Does COVID-19 Constitute an MAE under the General Standards?

In the context of COVID-19, a buyer invoking an MAE clause to cancel a transaction will first have to establish that the pandemic’s effect on the target company was “material” by not only showing that the company’s short-term earnings have drastically declined but that the pandemic has seriously affected the target company’s long-term earnings power. At this stage of the pandemic, it may be difficult to assess its long-term impact and such determinations will be heavily dependent on the particular circumstances of the target company at issue.

Assuming the buyer meets its burden of establishing that the adverse event is “material,” the buyer will then need to show that the parties’ agreement allocated the risk of the pandemic to the seller. As stated, the typical MAE clause only allocates company-specific business risks to the seller and the buyer retains the other risks, including force majeure events. Often force majeure clauses are drafted to specifically include “pandemics” and in such cases a buyer’s burden to establish an MAE will be difficult.
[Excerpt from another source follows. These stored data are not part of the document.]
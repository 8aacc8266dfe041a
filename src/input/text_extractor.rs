//! Text extraction from project description files

use crate::error::{MatcherError, Result};
use pulldown_cmark::{Event, HeadingLevel, Parser, Tag};
use std::path::Path;
use tokio::fs;

pub trait TextExtractor {
    fn extract(&self, path: &Path) -> impl std::future::Future<Output = Result<String>> + Send;
}

pub struct PdfExtractor;

impl TextExtractor for PdfExtractor {
    async fn extract(&self, path: &Path) -> Result<String> {
        let bytes = fs::read(path).await?;

        pdf_extract::extract_text_from_mem(&bytes).map_err(|e| {
            MatcherError::PdfExtraction(format!(
                "Failed to extract text from PDF '{}': {}",
                path.display(),
                e
            ))
        })
    }
}

pub struct PlainTextExtractor;

impl TextExtractor for PlainTextExtractor {
    async fn extract(&self, path: &Path) -> Result<String> {
        Ok(fs::read_to_string(path).await?)
    }
}

pub struct MarkdownExtractor;

impl TextExtractor for MarkdownExtractor {
    async fn extract(&self, path: &Path) -> Result<String> {
        let markdown = fs::read_to_string(path).await?;
        Ok(MarkdownDocument::parse(&markdown).text)
    }
}

/// Plain text of a Markdown file plus its first top-level heading.
#[derive(Debug, Clone, PartialEq)]
pub struct MarkdownDocument {
    pub title: Option<String>,
    pub text: String,
}

impl MarkdownDocument {
    pub fn parse(markdown: &str) -> Self {
        let mut title = None;
        let mut in_h1 = false;
        let mut heading = String::new();
        let mut lines: Vec<String> = Vec::new();
        let mut current = String::new();

        for event in Parser::new(markdown) {
            match event {
                Event::Start(Tag::Heading(HeadingLevel::H1, ..)) if title.is_none() => {
                    in_h1 = true;
                    heading.clear();
                }
                Event::End(Tag::Heading(HeadingLevel::H1, ..)) if in_h1 => {
                    in_h1 = false;
                    title = Some(heading.trim().to_string()).filter(|t| !t.is_empty());
                    flush(&mut current, &mut lines);
                }
                Event::Text(text) | Event::Code(text) => {
                    if in_h1 {
                        heading.push_str(&text);
                    }
                    current.push_str(&text);
                }
                Event::SoftBreak => current.push(' '),
                Event::HardBreak => flush(&mut current, &mut lines),
                Event::End(Tag::Paragraph)
                | Event::End(Tag::Heading(..))
                | Event::End(Tag::Item)
                | Event::End(Tag::CodeBlock(_)) => flush(&mut current, &mut lines),
                _ => {}
            }
        }
        flush(&mut current, &mut lines);

        Self {
            title,
            text: lines.join("\n"),
        }
    }
}

fn flush(current: &mut String, lines: &mut Vec<String>) {
    let line = current.trim();
    if !line.is_empty() {
        lines.push(line.to_string());
    }
    current.clear();
}

#[cfg(test)]
mod tests {
    use super::*;
    use tempfile::TempDir;

    #[test]
    fn test_markdown_title_and_text() {
        let doc = MarkdownDocument::parse(
            "# Federated Imaging\n\nTrain models **across hospitals**\nwithout sharing data.\n\n- PyTorch\n- `numpy`\n",
        );

        assert_eq!(doc.title.as_deref(), Some("Federated Imaging"));
        assert_eq!(
            doc.text,
            "Federated Imaging\nTrain models across hospitals without sharing data.\nPyTorch\nnumpy"
        );
    }

    #[test]
    fn test_markdown_without_heading() {
        let doc = MarkdownDocument::parse("Just a paragraph.");

        assert!(doc.title.is_none());
        assert_eq!(doc.text, "Just a paragraph.");
    }

    #[tokio::test]
    async fn test_plain_text_extraction() {
        let dir = TempDir::new().unwrap();
        let path = dir.path().join("project.txt");
        std::fs::write(&path, "Graph learning for drug discovery").unwrap();

        let text = PlainTextExtractor.extract(&path).await.unwrap();
        assert_eq!(text, "Graph learning for drug discovery");
    }

    #[tokio::test]
    async fn test_invalid_pdf_is_extraction_error() {
        let dir = TempDir::new().unwrap();
        let path = dir.path().join("broken.pdf");
        std::fs::write(&path, b"not a pdf").unwrap();

        let err = PdfExtractor.extract(&path).await.err().unwrap();
        assert!(matches!(err, MatcherError::PdfExtraction(_)));
    }
}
Even in the absence of a force majeure clause expressly referencing pandemics, the seller may have strong arguments that a pandemic constitutes an unforeseeable act of God.

That said, even if the COVID-19 pandemic falls within a force majeure clause that allocates risk to the buyer, if the pandemic has had a disproportionate impact on the target company as compared to other industry participants or peers, the risk can shift back to the seller under the typical clause such that the buyer may successfully invoke an MAE to cancel the transaction. In short, under the traditional MAE analysis, the determination of whether the COVID-19 pandemic is an MAE to a particular target company would likely come down to whether (1) the pandemic has materially affected the long-term earning capacity of the company, and (2) whether the pandemic has had a disproportionate impact on the company compared to others in its industry. But given the
fluid situation that COVID-19 presents, it is not certain exactly how the courts will resolve such disputes as strong arguments may exist for both buyers and sellers depending on the circumstances of the case.